Dose Of Neurosis Opening For Pantera On Monday, The Bay Area’s Neurosis Will Be Cramming Everything They’ve Got Into A Half-Hour Of Pile-Driving Hardcore Rock

For years rock has refused to acknowledge the brooding and overpowering presence of Neurosis.

The underground has embraced the six-piece, post-hardcore Oakland-based battalion. In other venues, Neurosis has gone mostly unheralded.

In recent months, though, Neurosis has been able to wage their sensory-consuming show for wider, mainstream audiences as the opening band for Pantera’s U.S. tour. Pantera, Clutch and Neurosis will batter thousands of ears Monday night at the Spokane Convention Center.

“Pantera’s been awesome to us,” says Neurosis guitarist and vocalist Scott Kelly at a tour stop in Detroit last week, where band members were getting more tattoos scrawled into their fleshy canvases.

Usually management companies and booking agents assemble package tours like this one. Pantera was responsible for including Neurosis and Clutch on this leg of its tour, Kelly says. Pantera had Neurosis along for its fall foray, too.

“They came after us,” says Kelly. “Over the last few years, there’s been a few bigger, more well-known acts that have said that they’d like to take us on tour. But the only one that actually was of their word was Pantera.

“At the end of the last tour,” Kelly continues, “they were like, ‘Well, we want you to go on the next one, too.’ It’s super nice and generous of them. They treat us with respect.”
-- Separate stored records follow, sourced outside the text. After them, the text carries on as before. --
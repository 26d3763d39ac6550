use anyhow::Context;
use dotenvy::dotenv;
use std::env;
use std::str::FromStr;

#[derive(Clone, Debug)]
pub struct Config {
    pub server_addr: String,
    pub database_url: String,

    // Pool
    pub db_max_connections: u32,
    pub db_acquire_timeout_secs: u64,

    // Rate limiting
    pub rate_per_min: u32,

    pub api_prefix: String,
    pub log_dir: String,
}

impl Config {
    pub fn from_env() -> anyhow::Result<Self> {
        dotenv().ok();

        Ok(Self {
            server_addr: env::var("SERVER_ADDR").context("SERVER_ADDR must be set")?,
            database_url: env::var("DATABASE_URL").context("DATABASE_URL must be set")?,
            db_max_connections: parse_or("DB_MAX_CONNECTIONS", 10)?,
            db_acquire_timeout_secs: parse_or("DB_ACQUIRE_TIMEOUT_SECS", 30)?,
            rate_per_min: parse_or("RATE_PER_MIN", 1000)?,
            api_prefix: env::var("API_PREFIX").unwrap_or_else(|_| "/api".to_string()),
            log_dir: env::var("LOG_DIR").unwrap_or_else(|_| "logs".to_string()),
        })
    }
}

/// Reads `key` from the environment, falling back to `default` when unset.
fn parse_or<T>(key: &str, default: T) -> anyhow::Result<T>
where
    T: FromStr,
    T::Err: std::error::Error + Send + Sync + 'static,
{
    parse_value(key, env::var(key).ok(), default)
}

fn parse_value<T>(key: &str, raw: Option<String>, default: T) -> anyhow::Result<T>
where
    T: FromStr,
    T::Err: std::error::Error + Send + Sync + 'static,
{
    match raw {
        Some(raw) => raw
            .trim()
            .parse()
            .with_context(|| format!("{key} must be a number, got {raw:?}")),
        None => Ok(default),
    }
}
“Neurosis rocks,” says Pantera drummer Vinnie Paul, also talking on the phone from Detroit.

“They’re really different, very unusual, but they’re really intense. I think anybody that’s coming to the show, I suggest to them to get there early and check (Neurosis) out.”

Paul recalls his first experience seeing the band.
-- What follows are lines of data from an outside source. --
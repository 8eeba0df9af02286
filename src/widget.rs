//! The chat client controller.
//!
//! [`ChatClient`] owns the transcript, the [`UiState`], the input draft and
//! the toast tray for one session, and drives them from user actions and
//! server replies.  Front ends read it through [`ChatClient::snapshot`] and
//! render with [`crate::view::render`].

use std::path::{Path, PathBuf};
use std::sync::{Mutex, MutexGuard, PoisonError};
use std::time::Duration;

use tokio::time::Instant;

use crate::client::LoanApi;
use crate::error::{Error, Result};
use crate::observability::{CHAT_SKIPPED, UPLOAD_REJECTED};
use crate::session::SessionId;
use crate::toast::{Severity, ToastTray};
use crate::types::{ChatRequest, InputType, Message, UploadedFile};
use crate::view::{ChatView, LoanSummary, UiState};

/// Delay between a successful upload and the follow-up chat turn.
pub const UPLOAD_CONTINUATION_DELAY: Duration = Duration::from_secs(1);

const CHAT_APOLOGY: &str = "Sorry, I encountered an error. Please try again.";
const CHAT_FAILED: &str = "Error occurred while processing your request";
const UPLOAD_SUCCEEDED: &str = "File uploaded successfully!";
const UPLOAD_FAILED: &str = "Upload failed";
const UPLOAD_FAILED_RETRY: &str = "Upload failed. Please try again.";
const UPLOAD_BUSY: &str = "Please wait for the current request to finish";
const DOWNLOAD_SUCCEEDED: &str = "Sanction letter downloaded successfully!";
const DOWNLOAD_FAILED: &str = "Download failed. Please try again.";

/// What became of a user action.
#[derive(Debug, Clone)]
pub enum Outcome {
    /// Preconditions were not met; nothing was sent.
    Skipped,
    /// The request succeeded.
    Completed,
    /// The request failed.  The user has already been told.
    Failed(Error),
}

impl Outcome {
    /// Returns true for [`Outcome::Completed`].
    pub fn is_completed(&self) -> bool {
        matches!(self, Outcome::Completed)
    }

    /// Returns true for [`Outcome::Skipped`].
    pub fn is_skipped(&self) -> bool {
        matches!(self, Outcome::Skipped)
    }

    /// The error, for [`Outcome::Failed`].
    pub fn error(&self) -> Option<&Error> {
        match self {
            Outcome::Failed(err) => Some(err),
            _ => None,
        }
    }
}

#[derive(Debug, Default)]
struct ClientState {
    messages: Vec<Message>,
    ui: UiState,
    input: String,
    toasts: ToastTray,
    loan: LoanSummary,
}

/// Holds the loading flag for the duration of one request.
///
/// Dropping the guard clears the flag, so it is released on every exit path.
struct LoadingGuard<'a> {
    state: &'a Mutex<ClientState>,
}

impl<'a> LoadingGuard<'a> {
    /// Sets the loading flag, or returns `None` if it was already set.
    fn acquire(state: &'a Mutex<ClientState>) -> Option<Self> {
        let mut locked = lock(state);
        if locked.ui.is_loading {
            return None;
        }
        locked.ui.is_loading = true;
        Some(Self { state })
    }
}

impl Drop for LoadingGuard<'_> {
    fn drop(&mut self) {
        lock(self.state).ui.is_loading = false;
    }
}

fn lock(state: &Mutex<ClientState>) -> MutexGuard<'_, ClientState> {
    state.lock().unwrap_or_else(PoisonError::into_inner)
}

/// Controller for one chat session.
///
/// All methods take `&self`; the state lock is never held across a request,
/// so a snapshot taken while a request is in flight shows the spinner.
pub struct ChatClient<A: LoanApi> {
    api: A,
    session_id: SessionId,
    download_dir: PathBuf,
    state: Mutex<ClientState>,
}

impl<A: LoanApi> ChatClient<A> {
    /// Creates a client with a freshly generated session id that saves
    /// downloads into the current directory.
    pub fn new(api: A) -> Self {
        Self::with_session(api, SessionId::generate())
    }

    /// Creates a client for an existing session id.
    pub fn with_session(api: A, session_id: SessionId) -> Self {
        Self {
            api,
            session_id,
            download_dir: PathBuf::from("."),
            state: Mutex::new(ClientState::default()),
        }
    }

    /// Sets the directory sanction letters are written to.
    pub fn with_download_dir(mut self, dir: impl Into<PathBuf>) -> Self {
        self.download_dir = dir.into();
        self
    }

    /// The session this client belongs to.
    pub fn session_id(&self) -> &SessionId {
        &self.session_id
    }

    /// The transport.
    pub fn api(&self) -> &A {
        &self.api
    }

    /// Where the sanction letter for this session is saved.
    pub fn sanction_letter_path(&self) -> PathBuf {
        self.download_dir
            .join(format!("sanction_letter_{}.pdf", self.session_id))
    }

    /// Replaces the input draft.
    pub fn set_input(&self, text: impl Into<String>) {
        lock(&self.state).input = text.into();
    }

    /// The input draft.
    pub fn input(&self) -> String {
        lock(&self.state).input.clone()
    }

    /// Returns true while a chat or upload request is in flight.
    pub fn is_loading(&self) -> bool {
        lock(&self.state).ui.is_loading
    }

    /// Switches the input mode by hand.
    pub fn set_input_type(&self, input_type: InputType) {
        lock(&self.state).ui.set_input_type(input_type);
    }

    /// Raises a toast.
    pub fn show_toast(&self, message: impl Into<String>, severity: Severity) {
        lock(&self.state)
            .toasts
            .push(message, severity, Instant::now());
    }

    /// A consistent copy of everything the client displays right now.
    pub fn snapshot(&self) -> ChatView {
        let mut state = lock(&self.state);
        let now = Instant::now();
        state.toasts.prune(now);
        ChatView {
            session_id: self.session_id.to_string(),
            messages: state.messages.clone(),
            ui: state.ui.clone(),
            input: state.input.clone(),
            toasts: state.toasts.visible(now),
            loan: state.loan.clone(),
        }
    }

    /// Sends whatever is in the input draft.
    pub async fn send_input(&self) -> Outcome {
        let text = self.input();
        self.send_message(&text).await
    }

    /// Sends one user turn and applies the reply.
    ///
    /// Skipped when `text` is blank or a request is already in flight.
    pub async fn send_message(&self, text: &str) -> Outcome {
        let text = text.trim();
        if text.is_empty() {
            CHAT_SKIPPED.click();
            return Outcome::Skipped;
        }
        let Some(_loading) = LoadingGuard::acquire(&self.state) else {
            CHAT_SKIPPED.click();
            return Outcome::Skipped;
        };
        {
            let mut state = lock(&self.state);
            state.messages.push(Message::user(text));
            state.input.clear();
        }

        let request = ChatRequest::new(text, self.session_id.as_str());
        let result = self.api.chat(&request).await;

        let mut state = lock(&self.state);
        match result {
            Ok(reply) => {
                state.messages.push(Message::bot(reply.response.clone()));
                state.ui.apply_reply(&reply);
                Outcome::Completed
            }
            Err(err) => {
                state.messages.push(Message::bot(CHAT_APOLOGY));
                state.toasts.push(CHAT_FAILED, Severity::Error, Instant::now());
                Outcome::Failed(err)
            }
        }
    }

    /// Validates and uploads a document, then continues the conversation.
    ///
    /// After a successful upload the client waits
    /// [`UPLOAD_CONTINUATION_DELAY`] and sends the current input draft, which
    /// is a no-op if the draft is blank.
    pub async fn handle_file_upload(&self, file: UploadedFile) -> Outcome {
        if let Err(err) = file.validate() {
            UPLOAD_REJECTED.click();
            self.show_toast(validation_message(&err), Severity::Error);
            return Outcome::Failed(err);
        }
        let Some(loading) = LoadingGuard::acquire(&self.state) else {
            self.show_toast(UPLOAD_BUSY, Severity::Info);
            return Outcome::Skipped;
        };

        let result = self.api.upload(self.session_id.as_str(), &file).await;
        {
            let mut state = lock(&self.state);
            let now = Instant::now();
            match &result {
                Ok(_) => {
                    state.toasts.push(UPLOAD_SUCCEEDED, Severity::Success, now);
                    state
                        .messages
                        .push(Message::user(format!("File uploaded: {}", file.name)));
                }
                Err(err) if err.is_api() => {
                    let message = err.server_message().unwrap_or(UPLOAD_FAILED).to_string();
                    state.toasts.push(message, Severity::Error, now);
                }
                Err(_) => {
                    state.toasts.push(UPLOAD_FAILED_RETRY, Severity::Error, now);
                }
            }
        }
        drop(loading);

        match result {
            Ok(_) => {
                tokio::time::sleep(UPLOAD_CONTINUATION_DELAY).await;
                self.send_input().await;
                Outcome::Completed
            }
            Err(err) => Outcome::Failed(err),
        }
    }

    /// Reads `path` and uploads it.
    ///
    /// A file that cannot be read is reported with the generic upload
    /// failure toast.
    pub async fn upload_path(&self, path: impl AsRef<Path>) -> Outcome {
        match UploadedFile::from_path(path).await {
            Ok(file) => self.handle_file_upload(file).await,
            Err(err) => {
                self.show_toast(UPLOAD_FAILED_RETRY, Severity::Error);
                Outcome::Failed(err)
            }
        }
    }

    /// Fetches the sanction letter and saves it as
    /// `sanction_letter_{session_id}.pdf` in the download directory.
    pub async fn download_sanction_letter(&self) -> Outcome {
        match self.fetch_and_save().await {
            Ok(_) => {
                self.show_toast(DOWNLOAD_SUCCEEDED, Severity::Success);
                Outcome::Completed
            }
            Err(err) => {
                self.show_toast(DOWNLOAD_FAILED, Severity::Error);
                Outcome::Failed(err)
            }
        }
    }

    async fn fetch_and_save(&self) -> Result<PathBuf> {
        let bytes = self.api.download(self.session_id.as_str()).await?;
        let path = self.sanction_letter_path();
        tokio::fs::write(&path, &bytes)
            .await
            .map_err(|err| Error::io(format!("failed to write {}", path.display()), err))?;
        Ok(path)
    }
}

fn validation_message(err: &Error) -> String {
    match err {
        Error::Validation { message, .. } => message.clone(),
        other => other.to_string(),
    }
}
“We walked into the Whiskey (a popular Hollywood nightclub) and saw them playing one night when we were mixing the album (1996’s “Great Southern Trend Kill,” now nominated for a Grammy for best metal album). I was just blown away.

“Phillip’s (Anselmo, lead vocalist) been a huge fan of theirs for a long time. We just said, ‘Hey bring them out; give them a shot.”’
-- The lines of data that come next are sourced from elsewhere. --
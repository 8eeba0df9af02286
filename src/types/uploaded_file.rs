use std::path::Path;

use crate::error::{Error, Result};

/// Largest file the client will send, in bytes.
pub const MAX_UPLOAD_BYTES: u64 = 5 * 1024 * 1024;

/// MIME types the server accepts for documents.
pub const ALLOWED_MIME_TYPES: &[&str] = &["application/pdf", "image/jpeg", "image/jpg", "image/png"];

/// A document picked by the user, held in memory until it is sent.
#[derive(Debug, Clone, PartialEq, Eq)]
pub struct UploadedFile {
    /// File name without directories.
    pub name: String,

    /// MIME type of the contents.
    pub mime_type: String,

    /// File contents.
    pub bytes: Vec<u8>,
}

impl UploadedFile {
    /// Creates a file from raw parts.
    pub fn new(name: impl Into<String>, mime_type: impl Into<String>, bytes: Vec<u8>) -> Self {
        Self {
            name: name.into(),
            mime_type: mime_type.into(),
            bytes,
        }
    }

    /// Reads a file from disk, deriving its MIME type from the extension.
    pub async fn from_path(path: impl AsRef<Path>) -> Result<Self> {
        let path = path.as_ref();
        let name = path
            .file_name()
            .map(|n| n.to_string_lossy().into_owned())
            .ok_or_else(|| {
                Error::validation(
                    format!("{} does not name a file", path.display()),
                    Some("file".to_string()),
                )
            })?;
        let bytes = tokio::fs::read(path)
            .await
            .map_err(|err| Error::io(format!("failed to read {}", path.display()), err))?;
        Ok(Self::new(name, mime_type_for(path), bytes))
    }

    /// Size of the contents in bytes.
    pub fn size(&self) -> u64 {
        self.bytes.len() as u64
    }

    /// Checks type and size before anything goes over the wire.
    ///
    /// The error messages are the ones shown to the user.
    pub fn validate(&self) -> Result<()> {
        if !ALLOWED_MIME_TYPES.contains(&self.mime_type.as_str()) {
            return Err(Error::validation(
                "Please upload a PDF, JPG, or PNG file",
                Some("type".to_string()),
            ));
        }
        if self.size() > MAX_UPLOAD_BYTES {
            return Err(Error::validation(
                "File size should be less than 5MB",
                Some("size".to_string()),
            ));
        }
        Ok(())
    }
}

/// MIME type implied by a file's extension.
pub fn mime_type_for(path: &Path) -> &'static str {
    let ext = path
        .extension()
        .map(|e| e.to_string_lossy().to_ascii_lowercase());
    match ext.as_deref() {
        Some("pdf") => "application/pdf",
        Some("jpg") | Some("jpeg") => "image/jpeg",
        Some("png") => "image/png",
        _ => "application/octet-stream",
    }
}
Touring with a major draw like Pantera has been beneficial for Neurosis in ways other than just playing to larger audiences.

They get to launch their monstrous stage show in a more conducive environment. In addition, Pantera can also take them to fans in markets the band doesn’t usually visit because of a lack of viable venues.

“(Pantera) can play places that we really can’t,” notes Kelly. “We can’t play the smallest club in town because of our set-up and the power constraints. On the other hand, we don’t sell enough records to play the bigger places.”

While Neurosis doesn’t sell nearly as many records as Pantera, as the band gains exposure, sales continue to climb. “Souls at Zero” from 1992 and “Enemy of the Sun” from 1994 continue be steady sellers. The band’s fifth album - 1996’s “Through Silver and Blood” on Relapse Records - has fared the best, yet.

Neurosis isn’t a metal band. They originally formed in San Francisco’s East Bay - while most members were in their teens - as a hardcore band. To this day, their songs are built on a hardcore punk chassis. Though, the battery of layered riffs, flesh-peeling screams, samples and primal beats mirrors heavy metal.

In an era celebrating throngs of creatively bankrupt rock bands, Neurosis musicians are innovators, forging their very own doom-laden and provocative music. Or noise. If the apocalypse is put to music, it will resemble Neurosis.

Neurosis has 33 minutes to woo concert-goers on Monday. As ambitious as their music is, a half-hour poses a significant time constraint. Neurosis will have time to churn out just three songs (really epics).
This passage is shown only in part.